Start of Provided data
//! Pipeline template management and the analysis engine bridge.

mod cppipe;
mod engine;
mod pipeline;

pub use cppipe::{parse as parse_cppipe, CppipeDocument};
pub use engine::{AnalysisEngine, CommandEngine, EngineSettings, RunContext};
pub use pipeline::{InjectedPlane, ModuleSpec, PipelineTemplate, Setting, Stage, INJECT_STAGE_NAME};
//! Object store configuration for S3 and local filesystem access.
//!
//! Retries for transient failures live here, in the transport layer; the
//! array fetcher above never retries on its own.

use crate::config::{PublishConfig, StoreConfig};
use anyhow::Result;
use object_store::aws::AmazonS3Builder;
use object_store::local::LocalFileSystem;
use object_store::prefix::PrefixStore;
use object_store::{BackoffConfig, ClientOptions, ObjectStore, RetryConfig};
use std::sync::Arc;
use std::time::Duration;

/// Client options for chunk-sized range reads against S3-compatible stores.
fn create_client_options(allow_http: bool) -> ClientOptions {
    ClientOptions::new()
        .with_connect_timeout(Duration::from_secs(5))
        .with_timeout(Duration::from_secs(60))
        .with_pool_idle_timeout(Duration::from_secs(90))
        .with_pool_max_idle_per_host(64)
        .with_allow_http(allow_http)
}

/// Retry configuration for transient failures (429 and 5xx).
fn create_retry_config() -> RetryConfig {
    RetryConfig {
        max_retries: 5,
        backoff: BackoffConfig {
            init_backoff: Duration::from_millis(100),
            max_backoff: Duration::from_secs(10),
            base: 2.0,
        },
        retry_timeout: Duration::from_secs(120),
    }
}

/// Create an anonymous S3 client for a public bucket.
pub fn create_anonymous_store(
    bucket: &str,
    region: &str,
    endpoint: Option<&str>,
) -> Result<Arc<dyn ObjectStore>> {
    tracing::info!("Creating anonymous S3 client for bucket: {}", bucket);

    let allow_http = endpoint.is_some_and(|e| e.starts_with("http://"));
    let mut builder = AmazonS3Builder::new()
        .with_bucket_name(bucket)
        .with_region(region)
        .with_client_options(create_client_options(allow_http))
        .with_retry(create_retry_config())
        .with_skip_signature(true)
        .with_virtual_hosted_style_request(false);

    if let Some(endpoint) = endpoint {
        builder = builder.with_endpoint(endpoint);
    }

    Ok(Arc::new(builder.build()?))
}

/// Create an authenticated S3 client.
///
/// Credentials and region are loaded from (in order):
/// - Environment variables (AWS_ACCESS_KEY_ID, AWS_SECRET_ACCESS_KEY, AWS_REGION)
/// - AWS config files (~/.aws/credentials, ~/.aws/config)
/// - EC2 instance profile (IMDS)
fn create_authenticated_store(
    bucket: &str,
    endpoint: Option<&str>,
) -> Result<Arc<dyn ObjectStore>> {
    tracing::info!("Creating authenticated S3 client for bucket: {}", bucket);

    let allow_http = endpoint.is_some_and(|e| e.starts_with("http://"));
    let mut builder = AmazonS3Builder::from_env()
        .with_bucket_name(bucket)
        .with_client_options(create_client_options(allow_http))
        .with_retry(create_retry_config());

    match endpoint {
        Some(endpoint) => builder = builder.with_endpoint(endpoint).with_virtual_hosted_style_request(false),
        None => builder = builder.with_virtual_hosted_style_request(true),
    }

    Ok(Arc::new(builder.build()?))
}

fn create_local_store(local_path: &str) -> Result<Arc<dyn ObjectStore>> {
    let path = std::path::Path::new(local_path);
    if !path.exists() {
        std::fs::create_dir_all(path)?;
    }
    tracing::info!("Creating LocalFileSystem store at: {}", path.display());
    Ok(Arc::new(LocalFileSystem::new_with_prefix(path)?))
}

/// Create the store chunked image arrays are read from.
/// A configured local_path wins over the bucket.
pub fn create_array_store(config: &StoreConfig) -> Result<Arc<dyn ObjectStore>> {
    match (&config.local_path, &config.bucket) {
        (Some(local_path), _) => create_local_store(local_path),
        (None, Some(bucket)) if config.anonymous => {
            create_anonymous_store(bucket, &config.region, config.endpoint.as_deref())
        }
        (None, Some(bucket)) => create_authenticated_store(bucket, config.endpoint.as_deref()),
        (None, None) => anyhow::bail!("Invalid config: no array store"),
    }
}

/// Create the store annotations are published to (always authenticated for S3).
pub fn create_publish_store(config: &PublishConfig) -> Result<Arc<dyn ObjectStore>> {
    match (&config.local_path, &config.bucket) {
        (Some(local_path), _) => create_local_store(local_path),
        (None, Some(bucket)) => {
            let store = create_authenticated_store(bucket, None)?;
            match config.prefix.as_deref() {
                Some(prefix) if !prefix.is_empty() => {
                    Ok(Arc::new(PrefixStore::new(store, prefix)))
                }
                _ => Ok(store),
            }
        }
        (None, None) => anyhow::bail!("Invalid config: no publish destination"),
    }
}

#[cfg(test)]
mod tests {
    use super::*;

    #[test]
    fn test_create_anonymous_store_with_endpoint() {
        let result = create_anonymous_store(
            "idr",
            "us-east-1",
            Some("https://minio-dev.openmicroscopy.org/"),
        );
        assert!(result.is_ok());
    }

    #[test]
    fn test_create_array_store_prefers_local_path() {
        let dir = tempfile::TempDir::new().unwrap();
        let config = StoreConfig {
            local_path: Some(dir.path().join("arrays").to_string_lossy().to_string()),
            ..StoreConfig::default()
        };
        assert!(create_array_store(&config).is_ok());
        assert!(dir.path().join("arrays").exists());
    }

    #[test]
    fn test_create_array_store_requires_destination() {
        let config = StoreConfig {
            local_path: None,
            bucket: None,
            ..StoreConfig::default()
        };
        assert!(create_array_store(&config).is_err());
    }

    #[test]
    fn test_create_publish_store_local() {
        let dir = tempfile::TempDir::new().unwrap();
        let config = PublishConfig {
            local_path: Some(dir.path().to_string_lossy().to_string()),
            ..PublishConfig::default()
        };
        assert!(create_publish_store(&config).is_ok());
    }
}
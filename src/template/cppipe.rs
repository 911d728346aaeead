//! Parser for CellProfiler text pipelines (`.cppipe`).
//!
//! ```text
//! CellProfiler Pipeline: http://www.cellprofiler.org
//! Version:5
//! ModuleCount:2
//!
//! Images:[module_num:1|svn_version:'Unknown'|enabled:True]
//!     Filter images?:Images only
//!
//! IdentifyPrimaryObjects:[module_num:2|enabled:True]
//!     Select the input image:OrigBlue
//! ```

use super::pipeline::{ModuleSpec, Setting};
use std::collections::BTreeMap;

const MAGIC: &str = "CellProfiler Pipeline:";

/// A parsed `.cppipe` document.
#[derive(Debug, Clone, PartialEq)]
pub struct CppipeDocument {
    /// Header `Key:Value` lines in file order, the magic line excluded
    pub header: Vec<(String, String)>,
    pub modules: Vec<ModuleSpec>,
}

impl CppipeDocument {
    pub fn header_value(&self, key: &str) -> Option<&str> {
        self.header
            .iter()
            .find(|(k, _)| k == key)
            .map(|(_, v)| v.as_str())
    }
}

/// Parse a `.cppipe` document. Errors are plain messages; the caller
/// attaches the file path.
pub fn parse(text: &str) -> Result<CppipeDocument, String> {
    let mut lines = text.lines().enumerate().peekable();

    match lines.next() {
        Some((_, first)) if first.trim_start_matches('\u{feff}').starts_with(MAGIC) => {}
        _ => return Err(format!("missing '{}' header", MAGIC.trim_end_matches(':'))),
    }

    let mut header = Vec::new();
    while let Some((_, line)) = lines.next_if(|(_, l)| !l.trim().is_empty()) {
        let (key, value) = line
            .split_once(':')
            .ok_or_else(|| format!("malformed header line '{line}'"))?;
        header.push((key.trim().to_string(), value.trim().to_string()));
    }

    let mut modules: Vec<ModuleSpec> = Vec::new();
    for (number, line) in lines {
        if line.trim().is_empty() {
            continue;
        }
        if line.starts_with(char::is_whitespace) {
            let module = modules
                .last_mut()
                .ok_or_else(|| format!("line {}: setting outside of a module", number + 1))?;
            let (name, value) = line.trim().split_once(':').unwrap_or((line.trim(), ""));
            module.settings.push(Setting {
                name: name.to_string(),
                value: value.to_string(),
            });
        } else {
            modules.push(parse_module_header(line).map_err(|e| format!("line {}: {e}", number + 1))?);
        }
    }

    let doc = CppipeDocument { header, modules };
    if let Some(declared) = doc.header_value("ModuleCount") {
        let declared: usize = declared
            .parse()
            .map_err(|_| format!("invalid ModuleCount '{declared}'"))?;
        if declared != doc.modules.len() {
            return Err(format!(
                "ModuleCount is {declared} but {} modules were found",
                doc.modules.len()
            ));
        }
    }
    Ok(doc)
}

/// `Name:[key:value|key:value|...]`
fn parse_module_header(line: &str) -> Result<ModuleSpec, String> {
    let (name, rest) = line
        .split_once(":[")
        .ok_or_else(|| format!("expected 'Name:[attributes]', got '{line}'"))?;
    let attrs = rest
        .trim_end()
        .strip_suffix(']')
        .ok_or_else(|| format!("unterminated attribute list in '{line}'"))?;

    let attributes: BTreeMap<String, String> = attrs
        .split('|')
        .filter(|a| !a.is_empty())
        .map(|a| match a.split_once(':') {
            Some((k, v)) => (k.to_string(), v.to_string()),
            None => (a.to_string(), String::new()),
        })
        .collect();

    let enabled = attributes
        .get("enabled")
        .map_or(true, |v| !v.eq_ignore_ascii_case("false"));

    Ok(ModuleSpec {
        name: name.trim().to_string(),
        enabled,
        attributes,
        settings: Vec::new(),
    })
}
End of Provided data
→ Exercise goal
Make a copy of each line in the records that has the word "PrefixStore".

→ Result of the exercise
use object_store::prefix::PrefixStore;
                    Ok(Arc::new(PrefixStore::new(store, prefix)))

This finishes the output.